張氏往廚房走,姥姥看見了,也趕緊跟上來。
張氏看了一圈,找到了放在櫃子旁邊的那個布袋子,她開啟袋口,把米往外倒。
姥姥當時就震驚了,這個人是良心發現了麼,走都走了,竟然還想得起要把東西迴歸原位。
她都不敢相信自己的眼睛了好麼!
張氏當然沒有這種好心,也沒有這樣的自覺,她找到個水甕,是平時燕兒爹帶水去地裡用的,燕兒爹今天沒去地裡,而是去了五叔公家散心,水甕就留在了家裡,這時候張氏正好派上用場。
她伸手摸了摸,甕是乾的,便夾在胳肢窩下往外走。
姥姥迷茫了,這是幹什麼呢?
她趕緊跟著往外跑,然後她就看到了一輛牛車……
哦,合著您拿不動東西,您還帶了一輛車回來啊。
她腳步一動就想跟上去跟張氏大戰三百回合,但她很快反應了過來,又不是真的要打架,相互吵嘴幾句能阻止張氏拿東西的程序嗎?不能!

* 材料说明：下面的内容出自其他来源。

use crate::storage::CredentialStore;

use super::gateway::Gateway;
use super::Store;

/// Client-side navigation target. Rendering and URL handling live
/// outside this crate; the store only records where the client is,
/// which the unauthorized policy consults.
#[derive(Debug, Clone, Copy, PartialEq, Eq, Default)]
pub enum Route {
    #[default]
    Home,
    Login,
    Register,
    Lobby,
    Room(i64),
    Profile,
}

#[derive(Debug, Clone, Default)]
pub struct Modal {
    pub is_open: bool,
    pub kind: String,
    pub data: Option<serde_json::Value>,
}

#[derive(Debug, Clone, Default)]
pub struct UiState {
    pub loading: bool,
    pub error: Option<String>,
    pub success: Option<String>,
    pub modal: Modal,
    pub route: Route,
}

impl<G: Gateway, S: CredentialStore> Store<G, S> {
    pub fn navigate(&mut self, route: Route) {
        self.ui.route = route;
    }

    pub fn set_loading(&mut self, loading: bool) {
        self.ui.loading = loading;
    }

    pub fn set_error(&mut self, error: Option<String>) {
        self.ui.error = error;
    }

    pub fn set_success(&mut self, success: Option<String>) {
        self.ui.success = success;
    }

    pub fn clear_messages(&mut self) {
        self.ui.error = None;
        self.ui.success = None;
    }

    pub fn open_modal(&mut self, kind: impl Into<String>, data: Option<serde_json::Value>) {
        self.ui.modal.is_open = true;
        self.ui.modal.kind = kind.into();
        self.ui.modal.data = data;
    }

    pub fn close_modal(&mut self) {
        self.ui.modal.is_open = false;
        self.ui.modal.kind.clear();
        self.ui.modal.data = None;
    }
}

#[cfg(test)]
mod tests {
    use super::super::gateway::MockGateway;
    use super::super::tests::store;
    use super::*;

    #[test]
    fn modal_opens_and_closes() {
        let mut store = store(MockGateway::new());

        store.open_modal("join-room", Some(serde_json::json!({ "room_id": 3 })));
        assert!(store.ui.modal.is_open);
        assert_eq!(store.ui.modal.kind, "join-room");

        store.close_modal();
        assert!(!store.ui.modal.is_open);
        assert!(store.ui.modal.kind.is_empty());
        assert!(store.ui.modal.data.is_none());
    }

    #[test]
    fn clear_messages_drops_both_banners() {
        let mut store = store(MockGateway::new());
        store.set_error(Some("boom".to_string()));
        store.set_success(Some("saved".to_string()));

        store.clear_messages();
        assert!(store.ui.error.is_none());
        assert!(store.ui.success.is_none());
    }

    #[test]
    fn global_loading_flag_toggles() {
        let mut store = store(MockGateway::new());
        store.set_loading(true);
        assert!(store.ui.loading);
        store.set_loading(false);
        assert!(!store.ui.loading);
    }

    #[test]
    fn navigate_updates_route() {
        let mut store = store(MockGateway::new());
        assert_eq!(store.ui.route, Route::Home);

        store.navigate(Route::Room(12));
        assert_eq!(store.ui.route, Route::Room(12));
    }
}
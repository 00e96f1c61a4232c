// State container - slices mutated only by their own action handlers

pub mod gateway;

mod auth;
mod game;
mod ui;

pub use auth::AuthState;
pub use game::GameState;
pub use ui::{Modal, Route, UiState};

use crate::api::Api;
use crate::errors::ApiError;
use crate::storage::{CredentialStore, FsCredentials};
use gateway::Gateway;

/// Client-side application state: auth, game and ui slices over a
/// gateway and a credential store.
///
/// Every asynchronous action runs the same three phases: set the
/// slice's loading flag and clear its error, await the gateway, then
/// store either the payload or an error string. Last response wins.
pub struct Store<G: Gateway = Api, S: CredentialStore = FsCredentials> {
    gateway: G,
    credentials: S,
    pub auth: AuthState,
    pub game: GameState,
    pub ui: UiState,
}

impl<G: Gateway, S: CredentialStore> Store<G, S> {
    pub fn new(gateway: G, credentials: S) -> Self {
        Self {
            gateway,
            credentials,
            auth: AuthState::default(),
            game: GameState::default(),
            ui: UiState::default(),
        }
    }

    pub fn gateway(&self) -> &G {
        &self.gateway
    }

    /// Startup: load persisted credentials and push the token into the
    /// gateway.
    pub fn restore(&mut self) {
        match self.credentials.load() {
            Ok(Some(session)) => {
                tracing::debug!("restored credentials for {}", session.user.email);
                self.gateway.set_token(Some(session.token.clone()));
                self.auth.token = Some(session.token);
                self.auth.user = Some(session.user);
            }
            Ok(None) => {}
            Err(e) => tracing::warn!("could not read credential cache: {e}"),
        }
    }

    /// Settle a failed action: apply the unauthorized policy, then
    /// return the banner text for the owning slice.
    ///
    /// An unauthorized outcome clears the persisted credentials and
    /// navigates to the login route - unless the client is already on
    /// the login or register route, where the failure is just a bad
    /// credential attempt.
    fn absorb(&mut self, err: ApiError, fallback: &str) -> String {
        if err.is_unauthorized() && !matches!(self.ui.route, Route::Login | Route::Register) {
            tracing::info!("session expired, returning to login");
            self.clear_credentials();
            self.ui.route = Route::Login;
        }
        err.banner(fallback)
    }

    fn clear_credentials(&mut self) {
        if let Err(e) = self.credentials.clear() {
            tracing::warn!("could not clear credential cache: {e}");
        }
        self.gateway.set_token(None);
        self.auth.reset();
    }
}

她頓時撇下張氏不管了,先衝回廚房,隨便找到個大盆子,就開始往盆子裡面裝米。
呵呵,就來比比誰裝米裝得多吧。
一場臭不要臉的搬別人家東西的比賽就此在兩個奶奶輩兒的人之間展開了。
兩個人沒什麼交流,也沒有再互懟,卻像是自有默契似的,不約而同地加快了速度。
別看張氏是小腳,但她邁步的頻率快啊,哪怕拿的糧食少點,可多跑兩趟,搬得也不少了。
姥姥雖然抱著大盆,可抱總比背費勁些,饒是她幹過不少體力活,中途還是歇了幾次。
一時間,兩人竟不相上下。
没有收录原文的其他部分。